I know the issue is all about profanity and the word fag to describe Sun Times writer Jay Mariotti. Don’t get me wrong, Ozzie Guillen should have chosen better words to describe Mariotti. I do understand however what ticked Ozzie off. Jay has jumped on Ozzie Guillen from the word go. Recently Mariotti was all … Continue reading “NO OFFENSE TO WEASELS, JAY IS ONE”

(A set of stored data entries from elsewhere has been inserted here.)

//! Real capture provider backed by the `xcap` crate.
//!
//! Window handles are never cached across calls; every snapshot and stream
//! tick re-resolves the target in the live enumeration, so a closed window
//! shows up as an absence instead of a dangling platform handle.

use std::sync::Arc;
use std::sync::atomic::{AtomicBool, Ordering};
use std::thread::JoinHandle;
use std::time::Duration;

use afk_guard_core::{Frame, WindowBounds, WindowHandle};
use xcap::Window;

use crate::{
    CaptureError, CaptureProvider, StreamConfig, StreamControl, StreamEvent, StreamEventHandler,
};

// Consecutive failed ticks before the stream reports a hard stop.
const STREAM_FAILURE_LIMIT: u32 = 10;

/// Capture provider over the OS compositor via `xcap`.
#[derive(Debug, Default)]
pub struct XcapCaptureProvider;

impl XcapCaptureProvider {
    /// Creates the provider.
    pub fn new() -> Self {
        Self
    }
}

impl CaptureProvider for XcapCaptureProvider {
    fn list_windows(&self) -> Result<Vec<WindowHandle>, CaptureError> {
        let windows =
            Window::all().map_err(|error| CaptureError::Enumeration(error.to_string()))?;

        let own_pid = std::process::id();
        let mut handles = Vec::new();
        for window in windows {
            let Some(handle) = resolve_handle(&window) else {
                continue;
            };
            if window.pid().map(|pid| pid == own_pid).unwrap_or(false) {
                continue;
            }
            if window.is_minimized().unwrap_or(false) {
                continue;
            }
            if handle.bounds.is_selectable() {
                handles.push(handle);
            }
        }

        Ok(handles)
    }

    fn snapshot_window(&self, window_id: u64) -> Result<Option<Frame>, CaptureError> {
        let windows =
            Window::all().map_err(|error| CaptureError::Enumeration(error.to_string()))?;
        let Some(window) = find_window(&windows, window_id) else {
            return Ok(None);
        };

        match capture_frame(window) {
            Some(frame) => Ok(Some(frame)),
            None => {
                log::debug!("snapshot of window {window_id} missed this tick");
                Ok(None)
            }
        }
    }

    fn scale_factor(&self, window_id: u64) -> f64 {
        Window::all()
            .ok()
            .as_deref()
            .and_then(|windows| find_window(windows, window_id))
            .and_then(|window| window.current_monitor().ok())
            .and_then(|monitor| monitor.scale_factor().ok())
            .map(f64::from)
            .unwrap_or(1.0)
    }

    fn start_stream(
        &self,
        window_id: u64,
        config: StreamConfig,
        handler: StreamEventHandler,
    ) -> Result<Box<dyn StreamControl>, CaptureError> {
        let windows =
            Window::all().map_err(|error| CaptureError::Enumeration(error.to_string()))?;
        if find_window(&windows, window_id).is_none() {
            return Err(CaptureError::WindowNotFound(window_id));
        }

        let stopped = Arc::new(AtomicBool::new(false));
        let worker_stopped = Arc::clone(&stopped);
        let interval = Duration::from_millis(config.interval_ms());

        let thread = std::thread::spawn(move || {
            let mut consecutive_failures = 0_u32;
            while !worker_stopped.load(Ordering::SeqCst) {
                let frame = Window::all()
                    .ok()
                    .as_deref()
                    .and_then(|windows| find_window(windows, window_id))
                    .and_then(capture_frame);

                match frame {
                    Some(frame) => {
                        consecutive_failures = 0;
                        handler(StreamEvent::Frame(frame));
                    }
                    None => {
                        consecutive_failures += 1;
                        if consecutive_failures >= STREAM_FAILURE_LIMIT {
                            handler(StreamEvent::Stopped(format!(
                                "window {window_id} produced no frames for {consecutive_failures} consecutive ticks"
                            )));
                            return;
                        }
                    }
                }

                std::thread::sleep(interval);
            }
        });

        Ok(Box::new(XcapStreamControl {
            stopped,
            thread: Some(thread),
        }))
    }
}

struct XcapStreamControl {
    stopped: Arc<AtomicBool>,
    thread: Option<JoinHandle<()>>,
}

impl StreamControl for XcapStreamControl {
    fn stop(&mut self) {
        self.stopped.store(true, Ordering::SeqCst);
        if let Some(thread) = self.thread.take() {
            let _ = thread.join();
        }
    }
}

impl Drop for XcapStreamControl {
    fn drop(&mut self) {
        self.stop();
    }
}

fn find_window<'a>(windows: &'a [Window], window_id: u64) -> Option<&'a Window> {
    windows
        .iter()
        .find(|window| window.id().map(|id| u64::from(id) == window_id).unwrap_or(false))
}

fn resolve_handle(window: &Window) -> Option<WindowHandle> {
    let id = window.id().ok()?;
    let owner_name = window.app_name().ok()?;
    let bounds = WindowBounds {
        x: window.x().ok()? as f64,
        y: window.y().ok()? as f64,
        width: window.width().ok()? as f64,
        height: window.height().ok()? as f64,
    };

    Some(WindowHandle {
        id: u64::from(id),
        owner_name,
        title: window.title().unwrap_or_default(),
        bounds,
    })
}

fn capture_frame(window: &Window) -> Option<Frame> {
    let image = window.capture_image().ok()?;
    let (width, height) = (image.width(), image.height());
    Frame::new(width, height, image.into_raw()).ok()
}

I know the issue is all about profanity and the word fag to describe Sun Times writer Jay Mariotti. Don’t get me wrong, Ozzie Guillen should have chosen better words to describe Mariotti. I do understand however what ticked Ozzie off. Jay has jumped on Ozzie Guillen from the word go. Recently Mariotti was all over Guillen because Ozzie had relief pitcher Sean Tracey farmed out for refusing to follow orders and hit Hank Blalock. Guillen was trying to protect his hitters, his job is to win ballgames, and in this game Texas pitcher Vicente Padilla hit A.J. Pierzynski twice with pitches. Padilla does have a propensity for hitting batters, but still has only hit 59 batters among the over 3,600 batters he has faced.

Lately sports guys on TV, radio, and in the newspaper have taken to controversy. It shouldn’t surprise these guys when their subjects explode. Makes for good copy and sells papers, I guess. Writing in the last issue of the National Jay Mariotti is the same guy who wrote off the Bulls after they lost their first game to the Lakers in the 1991 NBA Playoffs, the Bulls rebounded to win the next four straight, and six championships in the next eight years. More recently Jay was counting down to when the Bulls would lose their 73rd game after they opened the season 0-9, they came back to make the playoffs that year. And just the other day Mariotti said Miami was too old and overmatched for the Dallas Mavericks, but that was when Dallas was up 2-0. His latest victim is Mark Cuban, saying Cuban’s big mouth has run its course. At the risk of offending weasels, Jay is one!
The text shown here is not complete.